Saved data entries
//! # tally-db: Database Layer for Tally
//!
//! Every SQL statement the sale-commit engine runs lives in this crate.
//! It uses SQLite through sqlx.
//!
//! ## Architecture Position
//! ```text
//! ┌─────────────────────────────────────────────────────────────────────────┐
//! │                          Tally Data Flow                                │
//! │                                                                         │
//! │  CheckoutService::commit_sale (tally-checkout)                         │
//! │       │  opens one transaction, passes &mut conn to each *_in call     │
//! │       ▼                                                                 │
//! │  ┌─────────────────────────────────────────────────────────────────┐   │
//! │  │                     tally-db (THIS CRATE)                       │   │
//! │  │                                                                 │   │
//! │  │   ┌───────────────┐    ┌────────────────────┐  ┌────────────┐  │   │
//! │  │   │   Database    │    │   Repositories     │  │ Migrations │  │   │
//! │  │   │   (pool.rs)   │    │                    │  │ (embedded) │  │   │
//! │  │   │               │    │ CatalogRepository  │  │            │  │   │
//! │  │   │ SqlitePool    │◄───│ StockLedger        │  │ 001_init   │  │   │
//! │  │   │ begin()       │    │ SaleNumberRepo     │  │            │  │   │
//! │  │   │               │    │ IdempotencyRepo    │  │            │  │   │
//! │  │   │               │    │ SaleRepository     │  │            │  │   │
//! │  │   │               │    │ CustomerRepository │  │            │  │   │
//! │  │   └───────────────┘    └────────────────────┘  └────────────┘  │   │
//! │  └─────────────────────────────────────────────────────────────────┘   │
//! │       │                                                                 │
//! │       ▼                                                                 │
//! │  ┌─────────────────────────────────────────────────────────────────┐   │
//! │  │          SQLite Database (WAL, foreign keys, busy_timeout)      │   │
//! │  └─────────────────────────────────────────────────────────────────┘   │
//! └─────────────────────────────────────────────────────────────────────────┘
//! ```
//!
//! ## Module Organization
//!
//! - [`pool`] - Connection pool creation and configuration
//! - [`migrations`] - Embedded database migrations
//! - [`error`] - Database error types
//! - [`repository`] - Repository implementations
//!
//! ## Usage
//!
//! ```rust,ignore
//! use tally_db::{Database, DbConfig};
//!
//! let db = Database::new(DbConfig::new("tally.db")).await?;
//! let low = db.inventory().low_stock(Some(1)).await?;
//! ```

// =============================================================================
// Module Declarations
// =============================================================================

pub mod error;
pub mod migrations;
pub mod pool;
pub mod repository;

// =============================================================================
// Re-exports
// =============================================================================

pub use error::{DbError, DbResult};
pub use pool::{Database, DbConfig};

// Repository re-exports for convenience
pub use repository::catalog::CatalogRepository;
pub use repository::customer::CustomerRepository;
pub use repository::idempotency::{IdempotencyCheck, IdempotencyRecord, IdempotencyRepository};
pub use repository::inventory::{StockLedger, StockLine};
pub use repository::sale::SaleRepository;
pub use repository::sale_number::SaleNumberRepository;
==
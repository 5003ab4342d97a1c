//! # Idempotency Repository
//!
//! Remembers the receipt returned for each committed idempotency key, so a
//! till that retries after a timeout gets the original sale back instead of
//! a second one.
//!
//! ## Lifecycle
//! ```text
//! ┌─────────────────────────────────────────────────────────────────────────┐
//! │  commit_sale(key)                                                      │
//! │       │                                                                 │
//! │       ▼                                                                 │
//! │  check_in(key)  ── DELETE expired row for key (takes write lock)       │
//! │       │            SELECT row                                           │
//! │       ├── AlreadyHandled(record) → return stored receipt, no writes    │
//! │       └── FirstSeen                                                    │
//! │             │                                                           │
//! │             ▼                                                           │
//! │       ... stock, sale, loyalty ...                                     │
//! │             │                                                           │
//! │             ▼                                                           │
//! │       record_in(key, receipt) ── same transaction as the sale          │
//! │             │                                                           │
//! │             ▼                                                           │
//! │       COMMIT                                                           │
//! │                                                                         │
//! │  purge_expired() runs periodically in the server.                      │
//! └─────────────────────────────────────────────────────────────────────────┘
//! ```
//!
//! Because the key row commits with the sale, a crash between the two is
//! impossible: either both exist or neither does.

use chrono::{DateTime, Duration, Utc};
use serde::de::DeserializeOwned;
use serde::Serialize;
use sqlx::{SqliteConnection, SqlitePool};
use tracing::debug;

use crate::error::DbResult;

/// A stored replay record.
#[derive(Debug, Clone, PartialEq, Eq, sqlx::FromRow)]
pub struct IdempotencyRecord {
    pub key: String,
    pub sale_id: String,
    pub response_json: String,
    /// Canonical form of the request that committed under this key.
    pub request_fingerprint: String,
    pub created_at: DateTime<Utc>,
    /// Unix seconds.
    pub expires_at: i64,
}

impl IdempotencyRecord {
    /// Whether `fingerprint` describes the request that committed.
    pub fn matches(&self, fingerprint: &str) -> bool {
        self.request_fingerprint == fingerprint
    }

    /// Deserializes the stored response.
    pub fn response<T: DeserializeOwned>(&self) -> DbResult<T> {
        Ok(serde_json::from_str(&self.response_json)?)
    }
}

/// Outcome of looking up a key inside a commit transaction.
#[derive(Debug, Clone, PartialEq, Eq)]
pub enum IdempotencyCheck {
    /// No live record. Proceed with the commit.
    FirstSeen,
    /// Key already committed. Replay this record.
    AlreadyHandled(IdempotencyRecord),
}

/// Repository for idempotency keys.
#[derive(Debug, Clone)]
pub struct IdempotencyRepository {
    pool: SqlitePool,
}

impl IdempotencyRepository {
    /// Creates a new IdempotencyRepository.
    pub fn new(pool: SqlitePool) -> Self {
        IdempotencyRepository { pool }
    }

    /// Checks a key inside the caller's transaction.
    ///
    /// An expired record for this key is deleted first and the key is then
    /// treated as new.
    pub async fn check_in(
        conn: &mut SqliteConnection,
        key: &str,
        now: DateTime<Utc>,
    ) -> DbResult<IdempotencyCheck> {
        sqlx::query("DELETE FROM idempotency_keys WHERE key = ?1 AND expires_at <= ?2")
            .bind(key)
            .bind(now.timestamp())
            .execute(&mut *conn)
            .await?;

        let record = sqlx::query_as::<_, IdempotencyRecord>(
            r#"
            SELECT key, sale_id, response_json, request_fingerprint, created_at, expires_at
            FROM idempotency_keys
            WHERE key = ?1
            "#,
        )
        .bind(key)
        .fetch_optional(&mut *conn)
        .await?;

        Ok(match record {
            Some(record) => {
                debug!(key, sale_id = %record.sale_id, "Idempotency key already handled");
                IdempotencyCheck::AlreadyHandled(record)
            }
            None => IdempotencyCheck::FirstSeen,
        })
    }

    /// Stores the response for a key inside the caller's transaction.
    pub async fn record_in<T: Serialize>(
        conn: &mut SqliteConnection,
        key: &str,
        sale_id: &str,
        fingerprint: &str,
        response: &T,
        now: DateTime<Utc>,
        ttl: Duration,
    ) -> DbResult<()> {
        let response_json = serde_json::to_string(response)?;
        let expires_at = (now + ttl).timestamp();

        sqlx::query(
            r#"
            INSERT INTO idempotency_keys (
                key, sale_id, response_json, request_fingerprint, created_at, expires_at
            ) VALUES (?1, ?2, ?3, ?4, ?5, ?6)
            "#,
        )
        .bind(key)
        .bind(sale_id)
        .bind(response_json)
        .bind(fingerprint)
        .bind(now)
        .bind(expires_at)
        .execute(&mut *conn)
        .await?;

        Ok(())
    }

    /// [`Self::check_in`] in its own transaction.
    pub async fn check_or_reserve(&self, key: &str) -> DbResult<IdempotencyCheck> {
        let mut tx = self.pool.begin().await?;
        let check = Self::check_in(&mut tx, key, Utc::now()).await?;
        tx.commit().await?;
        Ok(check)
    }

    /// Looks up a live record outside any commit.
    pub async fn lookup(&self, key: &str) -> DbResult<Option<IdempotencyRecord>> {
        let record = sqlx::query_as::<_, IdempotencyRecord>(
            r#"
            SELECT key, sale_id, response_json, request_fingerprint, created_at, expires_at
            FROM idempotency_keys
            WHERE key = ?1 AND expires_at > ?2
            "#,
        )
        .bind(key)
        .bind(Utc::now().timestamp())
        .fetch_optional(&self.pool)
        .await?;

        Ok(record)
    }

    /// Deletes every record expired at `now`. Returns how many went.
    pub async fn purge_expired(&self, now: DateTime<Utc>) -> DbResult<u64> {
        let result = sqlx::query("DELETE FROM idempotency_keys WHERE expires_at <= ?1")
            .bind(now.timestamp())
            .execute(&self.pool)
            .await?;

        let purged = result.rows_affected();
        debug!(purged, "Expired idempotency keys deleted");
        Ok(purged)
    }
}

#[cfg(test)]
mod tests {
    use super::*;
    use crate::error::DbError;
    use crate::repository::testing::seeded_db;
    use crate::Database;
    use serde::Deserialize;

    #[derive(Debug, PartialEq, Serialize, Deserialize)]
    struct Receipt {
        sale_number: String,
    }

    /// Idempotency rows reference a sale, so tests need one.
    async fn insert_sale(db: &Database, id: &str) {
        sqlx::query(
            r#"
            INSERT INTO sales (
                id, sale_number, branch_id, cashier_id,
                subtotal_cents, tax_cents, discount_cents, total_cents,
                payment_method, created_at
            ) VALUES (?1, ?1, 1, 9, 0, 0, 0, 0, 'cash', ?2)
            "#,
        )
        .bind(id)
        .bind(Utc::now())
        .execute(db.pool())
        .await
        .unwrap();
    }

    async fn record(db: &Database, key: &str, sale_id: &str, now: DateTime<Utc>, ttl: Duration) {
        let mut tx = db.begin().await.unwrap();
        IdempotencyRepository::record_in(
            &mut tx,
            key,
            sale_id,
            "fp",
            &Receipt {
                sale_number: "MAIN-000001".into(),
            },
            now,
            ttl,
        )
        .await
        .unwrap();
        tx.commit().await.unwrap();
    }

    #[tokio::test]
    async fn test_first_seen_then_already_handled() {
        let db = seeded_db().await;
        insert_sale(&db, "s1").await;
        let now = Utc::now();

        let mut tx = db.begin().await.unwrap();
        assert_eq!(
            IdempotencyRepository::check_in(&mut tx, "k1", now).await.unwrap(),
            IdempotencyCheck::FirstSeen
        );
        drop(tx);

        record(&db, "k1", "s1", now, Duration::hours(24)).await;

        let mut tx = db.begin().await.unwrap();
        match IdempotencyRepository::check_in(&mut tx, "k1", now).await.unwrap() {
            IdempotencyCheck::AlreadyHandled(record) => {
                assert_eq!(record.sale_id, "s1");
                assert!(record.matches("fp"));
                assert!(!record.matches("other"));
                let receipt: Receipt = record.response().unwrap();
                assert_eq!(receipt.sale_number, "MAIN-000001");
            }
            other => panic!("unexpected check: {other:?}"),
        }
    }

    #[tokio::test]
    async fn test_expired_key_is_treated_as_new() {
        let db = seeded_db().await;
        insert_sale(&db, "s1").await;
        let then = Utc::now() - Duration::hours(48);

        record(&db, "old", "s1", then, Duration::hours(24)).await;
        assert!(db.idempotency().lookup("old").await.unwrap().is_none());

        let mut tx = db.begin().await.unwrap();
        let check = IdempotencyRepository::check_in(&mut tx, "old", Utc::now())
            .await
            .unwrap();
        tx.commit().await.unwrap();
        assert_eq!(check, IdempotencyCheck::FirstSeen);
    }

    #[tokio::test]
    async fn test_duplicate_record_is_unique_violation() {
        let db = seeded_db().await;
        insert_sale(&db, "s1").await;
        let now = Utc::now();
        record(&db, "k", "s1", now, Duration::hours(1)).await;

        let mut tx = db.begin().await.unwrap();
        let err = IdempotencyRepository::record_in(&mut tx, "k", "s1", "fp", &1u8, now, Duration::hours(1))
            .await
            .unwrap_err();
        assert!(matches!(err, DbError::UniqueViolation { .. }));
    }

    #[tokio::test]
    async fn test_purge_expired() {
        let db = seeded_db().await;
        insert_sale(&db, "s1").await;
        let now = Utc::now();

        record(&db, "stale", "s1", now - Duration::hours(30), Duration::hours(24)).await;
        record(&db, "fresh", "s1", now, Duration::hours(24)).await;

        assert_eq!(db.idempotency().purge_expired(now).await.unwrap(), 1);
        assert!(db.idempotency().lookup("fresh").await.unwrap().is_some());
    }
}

Prompt:
Where in the records does the word "execute" appear? Copy each line that holds it.

Task answer:
            .execute(&mut *conn)
        .execute(&mut *conn)
            .execute(&self.pool)
        .execute(db.pool())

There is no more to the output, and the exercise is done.